Il aurait pu ajouter « pour les autres ». Il avait soin en effet de reporter sur ses camarades la plus grande part du mérite qu’on lui attribuait.

Le souvenir de l’Exposition universelle de 1900 — qui fut une sorte de trêve au milieu des luttes politiques d’alors — est lié pour moi à la physionomie de Marchand. Il habitait, chez des amis, au fond d’une petite villa de l’avenue Malakoff et venait chaque jour donner un coup d’œil, sur la rive gauche, à des travaux de cartographie officielle, où sa compétence est grande, comme on pense.
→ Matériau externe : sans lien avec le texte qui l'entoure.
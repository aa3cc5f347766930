//! Country borders and single-province outlines from 4-neighbour tests.

use image::{Rgba, RgbaImage};
use log::{debug, info};
use mapdata::{ProvinceId, ProvinceIndex};
use std::collections::HashMap;

use crate::job::{Progress, RowCursor};
use crate::world::{SlotOwners, World};

/// Raster pixels on a boundary, as a mask plus an ordered list.
#[derive(Debug, Clone, PartialEq, Eq)]
pub struct BorderSet {
    width: u32,
    height: u32,
    mask: Vec<bool>,
    pixels: Vec<(u32, u32)>,
}

impl BorderSet {
    pub fn new(width: u32, height: u32) -> Self {
        Self {
            width,
            height,
            mask: vec![false; width as usize * height as usize],
            pixels: Vec::new(),
        }
    }

    fn mark(&mut self, x: u32, y: u32) {
        let i = y as usize * self.width as usize + x as usize;
        if !self.mask[i] {
            self.mask[i] = true;
            self.pixels.push((x, y));
        }
    }

    pub fn contains(&self, x: u32, y: u32) -> bool {
        x < self.width && y < self.height && self.mask[y as usize * self.width as usize + x as usize]
    }

    /// Border pixels in row-major discovery order.
    pub fn pixels(&self) -> &[(u32, u32)] {
        &self.pixels
    }

    pub fn len(&self) -> usize {
        self.pixels.len()
    }

    pub fn is_empty(&self) -> bool {
        self.pixels.is_empty()
    }

    /// Draws each border pixel as a 2x2 block in `color`.
    pub fn to_layer(&self, color: Rgba<u8>) -> RgbaImage {
        let mut img = RgbaImage::new(self.width, self.height);
        for &(x, y) in &self.pixels {
            for (dx, dy) in [(0, 0), (1, 0), (0, 1), (1, 1)] {
                let (px, py) = (x + dx, y + dy);
                if px < self.width && py < self.height {
                    img.put_pixel(px, py, color);
                }
            }
        }
        img
    }
}

/// Incremental country-border scan.
///
/// A land pixel is a border pixel when a 4-neighbour belongs to a different
/// province with a different owner. Water and background neighbours never
/// count, so coastlines are not political borders.
#[derive(Debug, Clone)]
pub struct BorderJob {
    cursor: RowCursor,
    owners: SlotOwners,
    set: BorderSet,
}

impl BorderJob {
    pub fn new(world: &World) -> Self {
        let (width, height) = world.index.dimensions();
        Self {
            cursor: RowCursor::new(height),
            owners: world.slot_owners(),
            set: BorderSet::new(width, height),
        }
    }

    pub fn step(&mut self, world: &World, budget: usize) -> Progress {
        let (width, height) = world.index.dimensions();
        let Some(rows) = self.cursor.next_band(width, budget) else {
            return self.cursor.progress();
        };
        let slots = world.index.slots();
        let w = width as usize;
        for y in rows.clone() {
            for x in 0..width {
                let i = y as usize * w + x as usize;
                let slot = slots[i];
                let code = self.owners.code(slot);
                if code == SlotOwners::WATER || code == SlotOwners::BACKGROUND {
                    continue;
                }
                let neighbours = [
                    (x > 0).then(|| i - 1),
                    (x + 1 < width).then(|| i + 1),
                    (y > 0).then(|| i - w),
                    (y + 1 < height).then(|| i + w),
                ];
                let on_border = neighbours.into_iter().flatten().any(|j| {
                    let other = slots[j];
                    if other == slot {
                        return false;
                    }
                    let other_code = self.owners.code(other);
                    other_code != SlotOwners::WATER
                        && other_code != SlotOwners::BACKGROUND
                        && other_code != code
                });
                if on_border {
                    self.set.mark(x, y);
                }
            }
        }
        debug!("Border scan rows {}..{}", rows.start, rows.end);
        self.cursor.progress()
    }

    pub fn is_done(&self) -> bool {
        self.cursor.is_done()
    }

    pub fn finish(mut self, world: &World) -> BorderSet {
        while !self.step(world, usize::MAX).is_complete() {}
        info!("Country borders built: {} pixels", self.set.len());
        self.set
    }
}

/// One-shot country border build.
pub fn build_country_borders(world: &World) -> BorderSet {
    BorderJob::new(world).finish(world)
}

/// Edge pixels of one province: pixels with a 4-neighbour in any other
/// province, the background, or off the raster.
pub fn province_outline(index: &ProvinceIndex, id: ProvinceId) -> Vec<(u32, u32)> {
    let (Some(slot), Some(bounds)) = (index.slot_of(id), index.by_id(id).and_then(|p| p.bounds))
    else {
        return Vec::new();
    };
    let same = |x: i64, y: i64| -> bool {
        x >= 0
            && y >= 0
            && index.slot_at(x as u32, y as u32) == Some(slot)
    };

    let mut outline = Vec::new();
    for y in bounds.min_y..=bounds.max_y {
        for x in bounds.min_x..=bounds.max_x {
            if index.slot_at(x, y) != Some(slot) {
                continue;
            }
            let (xi, yi) = (x as i64, y as i64);
            if !(same(xi - 1, yi) && same(xi + 1, yi) && same(xi, yi - 1) && same(xi, yi + 1)) {
                outline.push((x, y));
            }
        }
    }
    outline
}

/// Outlines computed on first request and kept per province id.
#[derive(Debug, Clone, Default)]
pub struct OutlineCache {
    outlines: HashMap<ProvinceId, Vec<(u32, u32)>>,
}

impl OutlineCache {
    pub fn get(&mut self, index: &ProvinceIndex, id: ProvinceId) -> &[(u32, u32)] {
        self.outlines
            .entry(id)
            .or_insert_with(|| province_outline(index, id))
    }

    pub fn is_cached(&self, id: ProvinceId) -> bool {
        self.outlines.contains_key(&id)
    }

    pub fn invalidate(&mut self, id: ProvinceId) {
        self.outlines.remove(&id);
    }

    pub fn clear(&mut self) {
        self.outlines.clear();
    }
}
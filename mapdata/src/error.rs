use std::io;
use std::path::PathBuf;
use thiserror::Error;

use crate::ProvinceId;
use crate::color::ColorKey;

/// Asset integrity and decoding failures. All of these are fatal to map
/// initialisation; lookup misses are never reported through this type.
#[derive(Error, Debug)]
pub enum DataError {
    #[error("IO error on {path}: {source}")]
    Io {
        path: PathBuf,
        #[source]
        source: io::Error,
    },
    #[error("failed to decode image {path}: {source}")]
    Image {
        path: PathBuf,
        #[source]
        source: image::ImageError,
    },
    #[error("missing asset: {0}")]
    MissingAsset(PathBuf),
    #[error("raster '{name}' is {}x{}, expected {}x{}", .actual.0, .actual.1, .expected.0, .expected.1)]
    DimensionMismatch {
        name: String,
        expected: (u32, u32),
        actual: (u32, u32),
    },
    #[error("duplicate colour ({color}) shared by regions {first} and {second}")]
    DuplicateColor {
        color: ColorKey,
        first: ProvinceId,
        second: ProvinceId,
    },
    #[error("duplicate region id {0} in definition table")]
    DuplicateRegionId(ProvinceId),
    #[error("malformed definition row {line}: {reason}")]
    MalformedDefinition { line: u64, reason: String },
    #[error("CSV error: {0}")]
    Csv(#[from] csv::Error),
    #[error("JSON error: {0}")]
    Json(#[from] serde_json::Error),
}

impl DataError {
    pub(crate) fn io(path: impl Into<PathBuf>, source: io::Error) -> Self {
        DataError::Io {
            path: path.into(),
            source,
        }
    }
}
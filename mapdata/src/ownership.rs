//! Province → country assignments, plus the two text formats they travel in:
//! the `id=TAG` snapshot and the `id;r;g;b;name;...` bulk import.

use log::{info, warn};
use serde::{Deserialize, Serialize};
use std::collections::{BTreeMap, BTreeSet};
use std::fs;
use std::path::Path;

use crate::color::ColorKey;
use crate::error::DataError;
use crate::index::ProvinceIndex;
use crate::{CountryTag, ProvinceId};

/// How many unmatched provinces an import lists in its log line.
const UNMATCHED_LOG_LIMIT: usize = 20;

/// Record of one effective ownership mutation.
#[derive(Debug, Clone, PartialEq, Eq)]
pub struct OwnershipChange {
    pub province: ProvinceId,
    pub previous: Option<CountryTag>,
    pub current: Option<CountryTag>,
}

impl OwnershipChange {
    /// Countries whose territory changed shape.
    pub fn affected(&self) -> impl Iterator<Item = &str> {
        self.previous.iter().chain(self.current.iter()).map(String::as_str)
    }
}

/// Province id → owning country. Absent entries are unowned.
#[derive(Debug, Clone, Default, PartialEq, Eq)]
pub struct OwnershipMap {
    owners: BTreeMap<ProvinceId, CountryTag>,
}

impl FromIterator<(ProvinceId, CountryTag)> for OwnershipMap {
    fn from_iter<T: IntoIterator<Item = (ProvinceId, CountryTag)>>(iter: T) -> Self {
        OwnershipMap {
            owners: iter.into_iter().collect(),
        }
    }
}

impl OwnershipMap {
    pub fn new() -> Self {
        Self::default()
    }

    pub fn owner(&self, province: ProvinceId) -> Option<&str> {
        self.owners.get(&province).map(String::as_str)
    }

    /// Sets or clears the owner. Returns `None` when nothing changed.
    pub fn assign(
        &mut self,
        province: ProvinceId,
        owner: Option<CountryTag>,
    ) -> Option<OwnershipChange> {
        if self.owners.get(&province) == owner.as_ref() {
            return None;
        }
        let previous = match &owner {
            Some(tag) => self.owners.insert(province, tag.clone()),
            None => self.owners.remove(&province),
        };
        Some(OwnershipChange {
            province,
            previous,
            current: owner,
        })
    }

    pub fn provinces_of(&self, tag: &str) -> Vec<ProvinceId> {
        self.owners
            .iter()
            .filter(|(_, owner)| owner.as_str() == tag)
            .map(|(&id, _)| id)
            .collect()
    }

    /// Every owning country with its provinces in ascending id order.
    pub fn territories(&self) -> BTreeMap<&str, Vec<ProvinceId>> {
        let mut out: BTreeMap<&str, Vec<ProvinceId>> = BTreeMap::new();
        for (&id, tag) in &self.owners {
            out.entry(tag.as_str()).or_default().push(id);
        }
        out
    }

    pub fn countries(&self) -> BTreeSet<&str> {
        self.owners.values().map(String::as_str).collect()
    }

    pub fn len(&self) -> usize {
        self.owners.len()
    }

    pub fn is_empty(&self) -> bool {
        self.owners.is_empty()
    }

    pub fn iter(&self) -> impl Iterator<Item = (ProvinceId, &str)> {
        self.owners.iter().map(|(&id, tag)| (id, tag.as_str()))
    }

    /// Serialises to `id=TAG` lines in ascending numeric id order.
    pub fn to_snapshot(&self) -> String {
        let mut out = String::from("# province ownership snapshot\n");
        for (id, tag) in &self.owners {
            out.push_str(&format!("{}={}\n", id, tag));
        }
        out
    }

    /// Reads an `id=TAG` snapshot. Returns the map and the number of lines
    /// that could not be read.
    pub fn parse_snapshot(text: &str) -> (Self, usize) {
        let mut map = OwnershipMap::new();
        let mut skipped = 0;
        for (n, raw) in text.lines().enumerate() {
            let line = raw.trim();
            if line.is_empty() || line.starts_with('#') {
                continue;
            }
            let parsed = line.split_once('=').and_then(|(id, tag)| {
                let tag = tag.trim();
                let id = id.trim().parse::<ProvinceId>().ok()?;
                (!tag.is_empty()).then(|| (id, tag.to_string()))
            });
            match parsed {
                Some((id, tag)) => {
                    map.owners.insert(id, tag);
                }
                None => {
                    warn!("Skipping snapshot line {}: {:?}", n + 1, raw);
                    skipped += 1;
                }
            }
        }
        (map, skipped)
    }

    pub fn load_snapshot(path: &Path) -> Result<(Self, usize), DataError> {
        let text = fs::read_to_string(path).map_err(|e| DataError::io(path, e))?;
        Ok(Self::parse_snapshot(&text))
    }

    /// Re-imports assignments from `id;r;g;b;name;...` rows.
    ///
    /// The province is re-derived from the rgb key (the id column is only
    /// informational) and the owner is detected from the name with `rules`.
    /// The first line is a header. Malformed rows are skipped and counted.
    pub fn import_delimited(
        &mut self,
        text: &str,
        index: &ProvinceIndex,
        rules: &CountryRules,
    ) -> ImportReport {
        let mut report = ImportReport::default();

        for raw in text.lines().skip(1) {
            let line = raw.trim();
            if line.is_empty() {
                continue;
            }
            let parts: Vec<&str> = line.split(';').map(str::trim).collect();
            if parts.len() < 5 {
                report.skipped += 1;
                continue;
            }
            let rgb: Option<Vec<u8>> = parts[1..4].iter().map(|s| s.parse().ok()).collect();
            let Some(rgb) = rgb else {
                report.skipped += 1;
                continue;
            };
            let key = ColorKey::from_rgb(rgb[0], rgb[1], rgb[2]);
            let Some(province) = index.by_color(key).filter(|p| !p.is_water()) else {
                report.skipped += 1;
                continue;
            };

            let name = parts[4];
            match rules.detect(name) {
                Some(tag) => {
                    if let Some(change) = self.assign(province.id, Some(tag.to_string())) {
                        report.changes.push(change);
                    }
                    report.assigned += 1;
                }
                None => {
                    report.unmatched += 1;
                    report
                        .unmatched_provinces
                        .push(format!("{}: {}", province.id, name));
                }
            }
        }

        info!(
            "Import: {} assigned, {} unmatched, {} skipped",
            report.assigned, report.unmatched, report.skipped
        );
        if !report.unmatched_provinces.is_empty() {
            let shown: Vec<&str> = report
                .unmatched_provinces
                .iter()
                .take(UNMATCHED_LOG_LIMIT)
                .map(String::as_str)
                .collect();
            warn!("Unmatched provinces: {}", shown.join(", "));
        }
        report
    }
}

/// Outcome of a bulk import.
#[derive(Debug, Clone, Default, PartialEq, Eq)]
pub struct ImportReport {
    /// Rows whose province received an owner (including unchanged owners).
    pub assigned: usize,
    /// Land rows whose name matched no detection rule.
    pub unmatched: usize,
    /// Malformed rows and rows whose colour is unknown or water.
    pub skipped: usize,
    /// `"id: name"` for each unmatched row.
    pub unmatched_provinces: Vec<String>,
    /// Effective mutations, in row order.
    pub changes: Vec<OwnershipChange>,
}

/// One name-detection rule: any keyword found in a province name assigns
/// that province to `country`.
#[derive(Debug, Clone, PartialEq, Eq, Deserialize, Serialize)]
pub struct CountryRule {
    pub country: CountryTag,
    pub keywords: Vec<String>,
}

/// Ordered keyword rules used by bulk import. The first matching rule wins.
#[derive(Debug, Clone, Default, PartialEq, Eq, Deserialize, Serialize)]
#[serde(transparent)]
pub struct CountryRules {
    rules: Vec<CountryRule>,
}

impl CountryRules {
    pub fn new(rules: Vec<CountryRule>) -> Self {
        CountryRules { rules }
    }

    pub fn from_json_str(json: &str) -> Result<Self, DataError> {
        Ok(serde_json::from_str(json)?)
    }

    pub fn load(path: &Path) -> Result<Self, DataError> {
        let text = fs::read_to_string(path).map_err(|e| DataError::io(path, e))?;
        Self::from_json_str(&text)
    }

    /// Case-insensitive substring match of each keyword against `name`.
    pub fn detect(&self, name: &str) -> Option<&str> {
        let name = name.trim().to_lowercase();
        self.rules
            .iter()
            .find(|rule| {
                rule.keywords
                    .iter()
                    .any(|k| !k.is_empty() && name.contains(&k.to_lowercase()))
            })
            .map(|rule| rule.country.as_str())
    }

    pub fn len(&self) -> usize {
        self.rules.len()
    }

    pub fn is_empty(&self) -> bool {
        self.rules.is_empty()
    }
}
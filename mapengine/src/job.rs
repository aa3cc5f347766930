//! Chunked execution for full-raster passes.
//!
//! A pass owns a [`RowCursor`] and processes one band of rows per call, so
//! the caller can interleave input handling and rendering between bands.
//! A pass made stale by a newer mutation is dropped and started again.

use std::ops::Range;

#[derive(Debug, Clone, Copy, PartialEq, Eq)]
pub enum Progress {
    Pending { done: u32, total: u32 },
    Complete,
}

impl Progress {
    pub fn is_complete(self) -> bool {
        matches!(self, Progress::Complete)
    }
}

/// Number of whole rows that fit in `budget` pixels, never less than one.
pub fn rows_for_budget(width: u32, budget: usize) -> u32 {
    let rows = budget / (width.max(1) as usize);
    rows.clamp(1, u32::MAX as usize) as u32
}

#[derive(Debug, Clone, PartialEq, Eq)]
pub struct RowCursor {
    next: u32,
    height: u32,
}

impl RowCursor {
    pub fn new(height: u32) -> Self {
        Self { next: 0, height }
    }

    /// Hands out the next band of rows, or `None` once the raster is done.
    pub fn next_band(&mut self, width: u32, budget: usize) -> Option<Range<u32>> {
        if self.next >= self.height {
            return None;
        }
        let start = self.next;
        let end = start
            .saturating_add(rows_for_budget(width, budget))
            .min(self.height);
        self.next = end;
        Some(start..end)
    }

    pub fn progress(&self) -> Progress {
        if self.is_done() {
            Progress::Complete
        } else {
            Progress::Pending {
                done: self.next,
                total: self.height,
            }
        }
    }

    pub fn is_done(&self) -> bool {
        self.next >= self.height
    }
}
Nous prenions rendez-vous pour dîner, en compagnie de Mariéton, de Mounet-Sully, de l’un ou de l’autre, dans un des nombreux restaurants français, étrangers, exotiques, qui ne manquaient pas à la grande kermesse. Combien je fus plaisanté pour avoir commandé, au restaurant chinois, un rôti de veau à l’oseille, à la place d’ailerons de requin ! Le restaurant provençal était un peu reculé et délaissé, dans la direction de la tour Eiffel ; cependant Pauloun y réclamait consciencieusement la bouillabaisse et l’agneau rôti, ainsi que la tarte à l’anchois. Le « roumain » nous vit souvent, de même que la « feria » espagnole, où il y avait des danses aussi remarquables qu’au Bourrero de Séville, mais où l’huile était réellement infecte. Le « russe », avec ses multiples zakouskis et ses eaux-de-vie de couleur, ne manquait pas d’attraits non plus. D’un commun accord « l’allemand » avait été rejeté à jamais, pour les motifs que l’on devine, bien qu’il fût de bon ton d’y aller boire un verre de vin du Rhin et d’y régler des additions exorbitantes. Mais nous nous fichions du bon ton. Ce qui nous plaisait, c’était le coudoiement d’une foule disparate et bruyante et aussi le spectacle de la Seine au jour tombant, par un beau soir d’été, avec ce campement de petites maisons bleues, blanches, roses et de palais dorés. Décor si vous voulez, mais charmant décor, aménagé par un commissaire général qui devait être un homme de goût.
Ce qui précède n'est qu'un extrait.